Con Pablo Trapero ocurre algo singular: a medida que su cine fue ganando en capacidad de producción, ambiciones y medios, sus resultados se fueron empobreciendo. Cuanto más tiene menos logra. Su mejor obra todavía sigue siendo su debut, Mundo grúa, una sinfonía entrañable. Después se internó en aguas más profundas -El Bonaerense, Leonera y Carancho- y logró darle mayor compromiso dramático y visual a una obra bien valorada. Y se animó a más. Y apareció El Clan, un producto de menor estatura en su filmografía. Y ahora da otra volantazo para tratar de retratar la clase alta. La quietud es un melodrama más oscuro que profundo, denso y rebuscado.

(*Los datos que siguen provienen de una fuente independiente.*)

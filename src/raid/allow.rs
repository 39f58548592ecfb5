use std::collections::HashSet;

use crate::alliance::AllianceRegistry;
use crate::host::HostWorld;
use crate::id::PlayerId;

/// Who may be inside a raided territory, computed when a breach is reported.
#[derive(Debug, Clone, Default, PartialEq, Eq)]
pub struct AllowLists {
    /// Everyone authorized: both sides.
    pub allowed: HashSet<PlayerId>,
    /// Defending side (owner clan plus owner alliance), in roster order.
    pub allies: Vec<PlayerId>,
    /// Raiding clan, in roster order.
    pub raiders: Vec<PlayerId>,
}

impl AllowLists {
    /// Resolve both sides through the host. The owner side is extended with
    /// the owner's alliance when `include_alliances` is set.
    pub fn compute(
        host: &dyn HostWorld,
        alliances: &AllianceRegistry,
        include_alliances: bool,
        owner: PlayerId,
        attacker: PlayerId,
    ) -> Self {
        let allies = defender_roster(host, alliances, include_alliances, owner);
        let raiders = clan_roster_of(host, attacker);
        let allowed = allies.iter().chain(raiders.iter()).copied().collect();
        Self {
            allowed,
            allies,
            raiders,
        }
    }

    /// Union `other` into `self`. Existing order is kept; new identities are
    /// appended. Nothing is ever removed.
    pub fn merge(&mut self, other: AllowLists) {
        self.allowed.extend(other.allowed);
        for id in other.allies {
            push_unique(&mut self.allies, id);
        }
        for id in other.raiders {
            push_unique(&mut self.raiders, id);
        }
    }
}

/// The player's clan roster, or just the player when clanless.
pub fn clan_roster_of(host: &dyn HostWorld, player: PlayerId) -> Vec<PlayerId> {
    let roster = host
        .player(player)
        .and_then(|info| info.clan)
        .map(|clan| host.clan_roster(clan))
        .unwrap_or_default();
    if roster.is_empty() {
        vec![player]
    } else {
        roster
    }
}

/// Owner clan plus, optionally, every player sharing an alliance with the
/// owner. Alliance members the host cannot resolve by exact name are skipped.
pub fn defender_roster(
    host: &dyn HostWorld,
    alliances: &AllianceRegistry,
    include_alliances: bool,
    owner: PlayerId,
) -> Vec<PlayerId> {
    let mut roster = clan_roster_of(host, owner);
    if !include_alliances {
        return roster;
    }
    let Some(owner_info) = host.player(owner) else {
        return roster;
    };
    for name in alliances.extension(&owner_info.name) {
        if let Some(member) = host.find_player(&name).filter(|p| p.name == name) {
            push_unique(&mut roster, member.id);
        }
    }
    roster
}

fn push_unique(list: &mut Vec<PlayerId>, id: PlayerId) {
    if !list.contains(&id) {
        list.push(id);
    }
}
use std::collections::{BTreeMap, VecDeque};

use parking_lot::Mutex;

use super::allow::AllowLists;
use super::session::{AssistLimits, RaidSession, Violation};
use crate::alliance::AllianceRegistry;
use crate::config::GuardConfig;
use crate::host::{HostWorld, PunitiveEffect};
use crate::id::{PlayerId, StructureId};
use crate::time::ServerTime;

/// Minimum spacing between two rounds of raid notices.
pub const NOTICE_SPACING_MILLIS: u64 = 10_000;

#[derive(Debug, Clone, Copy, PartialEq, Eq, Default)]
pub enum MonitorState {
    #[default]
    Idle,
    Running,
}

/// One player checked against one session's territory.
#[derive(Debug, Clone, Copy, PartialEq, Eq)]
pub struct WorkUnit {
    pub structure: StructureId,
    pub player: PlayerId,
}

#[derive(Debug, Clone, Copy, PartialEq, Eq)]
pub enum BreachOutcome {
    /// The monitor was idle; stale state was cleared and the loop started.
    MonitorStarted,
    /// A new session was added to a running monitor.
    SessionOpened,
    /// The structure was already tracked; allow-lists were re-unioned.
    SessionExtended,
    /// Nothing tracked: the structure no longer resolves, or the breach did
    /// not qualify for monitoring.
    Ignored,
}

/// What one call to [`RaidMonitor::poll`] did.
#[derive(Debug, Clone, Default, PartialEq, Eq)]
pub struct PollReport {
    pub processed: usize,
    /// Units skipped because host data was missing this tick.
    pub skipped: usize,
    /// Host calls that failed while enforcing.
    pub faults: usize,
    pub penalized: Vec<(PlayerId, Violation)>,
    /// Sessions dropped because their siege ended.
    pub dropped: Vec<StructureId>,
    pub sweep_completed: bool,
    /// The last session ended and the monitor went idle.
    pub stopped: bool,
}

#[derive(Debug, Default)]
struct MonitorInner {
    state: MonitorState,
    sessions: BTreeMap<StructureId, RaidSession>,
    /// Pending units of the current sweep.
    sweep: VecDeque<WorkUnit>,
    /// Whether violations found in the current sweep are announced.
    sweep_notify: bool,
    last_notice: Option<ServerTime>,
}

/// Raid session table plus the cooperative sweep over it.
///
/// A sweep is one pass over every connected player × live session. The host
/// drives it through [`poll`](Self::poll) with a per-tick unit budget, so a
/// large roster spreads over several ticks. Host calls are never made while
/// the session lock is held.
#[derive(Debug)]
pub struct RaidMonitor {
    limits: AssistLimits,
    include_alliances: bool,
    effect: PunitiveEffect,
    inner: Mutex<MonitorInner>,
}

impl RaidMonitor {
    pub fn new(config: &GuardConfig) -> Self {
        Self {
            limits: AssistLimits::from(config),
            include_alliances: config.alliances,
            effect: PunitiveEffect::default(),
            inner: Mutex::new(MonitorInner::default()),
        }
    }

    pub fn with_effect(mut self, effect: PunitiveEffect) -> Self {
        self.effect = effect;
        self
    }

    pub fn limits(&self) -> AssistLimits {
        self.limits
    }

    // -- Breach -------------------------------------------------------------

    /// Open or extend the session for `structure`.
    pub fn on_siege_breached(
        &self,
        host: &dyn HostWorld,
        alliances: &AllianceRegistry,
        attacker: PlayerId,
        structure: StructureId,
    ) -> BreachOutcome {
        let Some(owner) = host.structure_owner(structure) else {
            tracing::warn!("breach on structure {structure} ignored: owner not found");
            return BreachOutcome::Ignored;
        };
        let lists = AllowLists::compute(host, alliances, self.include_alliances, owner, attacker);
        let now = host.server_time();

        let mut inner = self.inner.lock();
        let state = inner.state;
        let outcome = match state {
            MonitorState::Idle => {
                inner.sessions.clear();
                inner.sweep.clear();
                inner.sweep_notify = false;
                inner.state = MonitorState::Running;
                tracing::info!("starting raid monitor");
                BreachOutcome::MonitorStarted
            }
            MonitorState::Running if inner.sessions.contains_key(&structure) => {
                BreachOutcome::SessionExtended
            }
            MonitorState::Running => BreachOutcome::SessionOpened,
        };

        match inner.sessions.get_mut(&structure) {
            Some(session) => {
                session.extend(lists);
                tracing::info!(
                    "raid on structure {structure} extended by attacker {attacker} ({} allowed)",
                    session.allowed.len()
                );
            }
            None => {
                let session = RaidSession::new(structure, owner, lists, now);
                tracing::info!(
                    "raid on structure {structure} opened by attacker {attacker} ({} allies, {} raiders)",
                    session.allowed_allies.len(),
                    session.allowed_raiders.len()
                );
                inner.sessions.insert(structure, session);
            }
        }
        outcome
    }

    // -- Sweep --------------------------------------------------------------

    /// Process up to `budget` work units. Returns early when a sweep finishes
    /// so each sweep starts on a fresh tick.
    pub fn poll(&self, host: &dyn HostWorld, budget: usize) -> PollReport {
        let mut report = PollReport::default();
        let now = host.server_time();

        for _ in 0..budget.max(1) {
            let needs_sweep = {
                let inner = self.inner.lock();
                if inner.state == MonitorState::Idle {
                    break;
                }
                inner.sweep.is_empty()
            };
            if needs_sweep && !self.begin_sweep(host, now, &mut report) {
                break;
            }

            let (unit, notify, last) = {
                let mut inner = self.inner.lock();
                let Some(unit) = inner.sweep.pop_front() else {
                    report.sweep_completed = true;
                    break;
                };
                (unit, inner.sweep_notify, inner.sweep.is_empty())
            };

            self.process(host, unit, notify, &mut report);

            if last {
                let mut inner = self.inner.lock();
                if inner.sweep_notify {
                    inner.last_notice = Some(now);
                    inner.sweep_notify = false;
                }
                report.sweep_completed = true;
                break;
            }
        }
        report
    }

    /// Drop ended sessions and queue the next sweep. Returns `false` when the
    /// monitor went idle.
    fn begin_sweep(&self, host: &dyn HostWorld, now: ServerTime, report: &mut PollReport) -> bool {
        let tracked: Vec<StructureId> = self.inner.lock().sessions.keys().copied().collect();
        let ended: Vec<StructureId> = tracked
            .into_iter()
            .filter(|structure| !host.is_structure_under_siege(*structure))
            .collect();
        let players = host.connected_players();

        let mut inner = self.inner.lock();
        for structure in ended {
            if inner.sessions.remove(&structure).is_some() {
                tracing::info!("raid on structure {structure} ended");
                report.dropped.push(structure);
            }
        }
        if inner.sessions.is_empty() {
            inner.state = MonitorState::Idle;
            inner.sweep.clear();
            inner.sweep_notify = false;
            report.stopped = true;
            tracing::info!("stopping raid monitor");
            return false;
        }

        let structures: Vec<StructureId> = inner.sessions.keys().copied().collect();
        inner.sweep = players
            .iter()
            .flat_map(|player| {
                structures.iter().map(move |structure| WorkUnit {
                    structure: *structure,
                    player: *player,
                })
            })
            .collect();
        inner.sweep_notify = inner
            .last_notice
            .is_none_or(|last| now.millis_since(last) >= NOTICE_SPACING_MILLIS);
        true
    }

    fn process(&self, host: &dyn HostWorld, unit: WorkUnit, notify: bool, report: &mut PollReport) {
        let Some(position) = host.position(unit.player) else {
            report.skipped += 1;
            return;
        };
        let inside = host.is_in_territory(position, unit.structure);

        let violation = {
            let mut inner = self.inner.lock();
            let Some(session) = inner.sessions.get_mut(&unit.structure) else {
                report.skipped += 1;
                return;
            };
            session.observe(unit.player, inside, &self.limits)
        };
        report.processed += 1;

        if let Some(violation) = violation {
            self.enforce(host, unit, violation, notify, report);
        }
    }

    fn enforce(
        &self,
        host: &dyn HostWorld,
        unit: WorkUnit,
        violation: Violation,
        notify: bool,
        report: &mut PollReport,
    ) {
        let player = unit.player;
        if !host.has_punitive_effect(player) {
            if let Err(err) = host.apply_punitive_effect(player, &self.effect) {
                tracing::warn!("could not punish player {player} at structure {}: {err}", unit.structure);
                report.faults += 1;
                return;
            }
            tracing::info!(
                "punished player {player} in territory of structure {}: {violation:?}",
                unit.structure
            );
        }
        report.penalized.push((player, violation));

        if notify {
            if let Err(err) = host.send_message(player, violation.message()) {
                tracing::warn!("could not notify player {player}: {err}");
                report.faults += 1;
            }
        }
    }

    // -- Queries ------------------------------------------------------------

    pub fn state(&self) -> MonitorState {
        self.inner.lock().state
    }

    pub fn is_running(&self) -> bool {
        self.state() == MonitorState::Running
    }

    pub fn session(&self, structure: StructureId) -> Option<RaidSession> {
        self.inner.lock().sessions.get(&structure).cloned()
    }

    pub fn sessions(&self) -> Vec<RaidSession> {
        self.inner.lock().sessions.values().cloned().collect()
    }

    /// Units still queued in the current sweep.
    pub fn pending_units(&self) -> usize {
        self.inner.lock().sweep.len()
    }

    /// The raid `player` fights in as a raider, if any.
    pub fn raid_of(&self, player: PlayerId) -> Option<StructureId> {
        self.inner
            .lock()
            .sessions
            .values()
            .find(|s| s.allowed_raiders.contains(&player))
            .map(|s| s.structure)
    }

    /// The defending roster of a tracked raid.
    pub fn defenders_of(&self, structure: StructureId) -> Option<Vec<PlayerId>> {
        self.inner
            .lock()
            .sessions
            .get(&structure)
            .map(|s| s.allowed_allies.clone())
    }

    /// `target` takes part in a raid that `attacker` is not allowed in.
    pub fn interference(&self, target: PlayerId, attacker: PlayerId) -> bool {
        self.inner
            .lock()
            .sessions
            .values()
            .any(|s| s.is_allowed(target) && !s.is_allowed(attacker))
    }
}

Trapero abre la tranquera de su cine para visitar una estancia lujosa donde la agonía del patriarca parece anunciar la enfermedad terminal de todos. Allí vive Mia (Martina Gusman) junto a su madre, Esmeralda (Graciela Borges), una dueña de casa que sabe administrar los secretos con mano firme. El dueño de casa sufre un ataque en pleno juicio por un asunto turbio. Y eso trae de vuelta a la hermana mayor, Eugenia (Berenice Bejo), que vive desde hace años en París. A ese cuadro se suman la pareja de Eugenia, que aprovecha a fondo la simbiosis enfermiza de estas hermanitas que confunden todo, y un escribano que también sabe explotar los enredos de un ámbito lleno de sueños inconfesables.
A Trapero le cuesta darle fuerza a esta historia. No es convincente. El relato no fluye con naturalidad, todo es forzado, salvo esa Esmeralda, una matrona muy bien servida por una Graciela Borges que destila la justa dosis de sutileza, cinismo y reproches. El film está muy cuidado y Trapero en ese aspecto luce cada vez más seguro y maduro. Pero a la historia le falta sustancia, intensidad, agudeza. Ni la retorcida relación de esas hermanas ni los juegos de espejos que propone (un falso embarazo retrata el mundo de apariencias de que esa familia) ni el eco de los desmanes de la dictadura ni el rol descolorido de esos amantes que hacen y se dejan hacer, logran levantar la puntería de un film bien vestido, pero impostado, que debe recurrir a más de un golpe de efecto (asesinato, el accidente en pleno velorio y el revolcón de bienvenida entre las hermanitas) para tratar de darle complejidad a este relato espeso, enredado y artificioso.